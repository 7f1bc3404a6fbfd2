//! Core runtime configuration.
//!
//! Configuration is resolved once at process startup and passed into the session and the
//! HTTP client. Library code never reads environment variables itself; binaries read them
//! and hand the raw values to the `*_from_env_value` helpers below.

use crate::constants::DEFAULT_API_BASE_URL;
use crate::record::PatientPath;
use crate::registry::FieldRegistry;
use crate::{KardexError, KardexResult};
use std::path::PathBuf;

/// Core configuration resolved at startup.
#[derive(Clone, Debug)]
pub struct CoreConfig {
    api_base_url: String,
    patient_path: PatientPath,
    registry: FieldRegistry,
}

impl CoreConfig {
    /// Create a new `CoreConfig`.
    ///
    /// The base URL must be an `http://` or `https://` URL; a trailing slash is dropped so
    /// endpoint paths can be appended directly.
    pub fn new(
        api_base_url: impl Into<String>,
        patient_path: PatientPath,
        registry: FieldRegistry,
    ) -> KardexResult<Self> {
        let api_base_url = api_base_url.into();
        let trimmed = api_base_url.trim().trim_end_matches('/');
        if trimmed.is_empty() {
            return Err(KardexError::InvalidInput(
                "api_base_url cannot be empty".into(),
            ));
        }
        if !(trimmed.starts_with("http://") || trimmed.starts_with("https://")) {
            return Err(KardexError::InvalidInput(format!(
                "api_base_url must start with http:// or https://, got '{trimmed}'"
            )));
        }

        Ok(Self {
            api_base_url: trimmed.to_string(),
            patient_path,
            registry,
        })
    }

    pub fn api_base_url(&self) -> &str {
        &self.api_base_url
    }

    /// Absolute URL for an endpoint path such as `/api/recepcion-ficha/`.
    pub fn api_url(&self, path: &str) -> String {
        format!("{}/{}", self.api_base_url, path.trim_start_matches('/'))
    }

    pub fn patient_path(&self) -> PatientPath {
        self.patient_path
    }

    pub fn registry(&self) -> &FieldRegistry {
        &self.registry
    }
}

impl Default for CoreConfig {
    fn default() -> Self {
        Self {
            api_base_url: DEFAULT_API_BASE_URL.to_string(),
            patient_path: PatientPath::default(),
            registry: FieldRegistry::default(),
        }
    }
}

/// Parse the API base URL from an optional value, falling back to the local default.
pub fn api_base_url_from_env_value(value: Option<String>) -> String {
    value
        .map(|v| v.trim().to_string())
        .filter(|v| !v.is_empty())
        .unwrap_or_else(|| DEFAULT_API_BASE_URL.to_string())
}

/// Parse the patient path from an optional value.
///
/// If `value` is `None` or empty/whitespace, returns [`PatientPath::IngresoPaciente`].
pub fn patient_path_from_env_value(value: Option<String>) -> KardexResult<PatientPath> {
    let value = value
        .map(|v| v.trim().to_string())
        .filter(|v| !v.is_empty());
    let parsed = value.map(|v| v.parse::<PatientPath>()).transpose()?;

    Ok(parsed.unwrap_or_default())
}

/// Load the field registry from an optional YAML override file.
pub fn registry_from_env_value(value: Option<PathBuf>) -> KardexResult<FieldRegistry> {
    match value {
        Some(path) => {
            tracing::info!("loading field registry from {}", path.display());
            FieldRegistry::load(&path)
        }
        None => Ok(FieldRegistry::default()),
    }
}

ACTION ITEM: Transcribe the full set of records without altering a single character.

FINISHED EXERCISE:
repository 7f1bc3404a6fbfd2
//! Core runtime configuration.
//!
//! Configuration is resolved once at process startup and passed into the session and the
//! HTTP client. Library code never reads environment variables itself; binaries read them
//! and hand the raw values to the `*_from_env_value` helpers below.

use crate::constants::DEFAULT_API_BASE_URL;
use crate::record::PatientPath;
use crate::registry::FieldRegistry;
use crate::{KardexError, KardexResult};
use std::path::PathBuf;

/// Core configuration resolved at startup.
#[derive(Clone, Debug)]
pub struct CoreConfig {
    api_base_url: String,
    patient_path: PatientPath,
    registry: FieldRegistry,
}

impl CoreConfig {
    /// Create a new `CoreConfig`.
    ///
    /// The base URL must be an `http://` or `https://` URL; a trailing slash is dropped so
    /// endpoint paths can be appended directly.
    pub fn new(
        api_base_url: impl Into<String>,
        patient_path: PatientPath,
        registry: FieldRegistry,
    ) -> KardexResult<Self> {
        let api_base_url = api_base_url.into();
        let trimmed = api_base_url.trim().trim_end_matches('/');
        if trimmed.is_empty() {
            return Err(KardexError::InvalidInput(
                "api_base_url cannot be empty".into(),
            ));
        }
        if !(trimmed.starts_with("http://") || trimmed.starts_with("https://")) {
            return Err(KardexError::InvalidInput(format!(
                "api_base_url must start with http:// or https://, got '{trimmed}'"
            )));
        }

        Ok(Self {
            api_base_url: trimmed.to_string(),
            patient_path,
            registry,
        })
    }

    pub fn api_base_url(&self) -> &str {
        &self.api_base_url
    }

    /// Absolute URL for an endpoint path such as `/api/recepcion-ficha/`.
    pub fn api_url(&self, path: &str) -> String {
        format!("{}/{}", self.api_base_url, path.trim_start_matches('/'))
    }

    pub fn patient_path(&self) -> PatientPath {
        self.patient_path
    }

    pub fn registry(&self) -> &FieldRegistry {
        &self.registry
    }
}

impl Default for CoreConfig {
    fn default() -> Self {
        Self {
            api_base_url: DEFAULT_API_BASE_URL.to_string(),
            patient_path: PatientPath::default(),
            registry: FieldRegistry::default(),
        }
    }
}

/// Parse the API base URL from an optional value, falling back to the local default.
pub fn api_base_url_from_env_value(value: Option<String>) -> String {
    value
        .map(|v| v.trim().to_string())
        .filter(|v| !v.is_empty())
        .unwrap_or_else(|| DEFAULT_API_BASE_URL.to_string())
}

/// Parse the patient path from an optional value.
///
/// If `value` is `None` or empty/whitespace, returns [`PatientPath::IngresoPaciente`].
pub fn patient_path_from_env_value(value: Option<String>) -> KardexResult<PatientPath> {
    let value = value
        .map(|v| v.trim().to_string())
        .filter(|v| !v.is_empty());
    let parsed = value.map(|v| v.parse::<PatientPath>()).transpose()?;

    Ok(parsed.unwrap_or_default())
}

/// Load the field registry from an optional YAML override file.
pub fn registry_from_env_value(value: Option<PathBuf>) -> KardexResult<FieldRegistry> {
    match value {
        Some(path) => {
            tracing::info!("loading field registry from {}", path.display());
            FieldRegistry::load(&path)
        }
        None => Ok(FieldRegistry::default()),
    }
}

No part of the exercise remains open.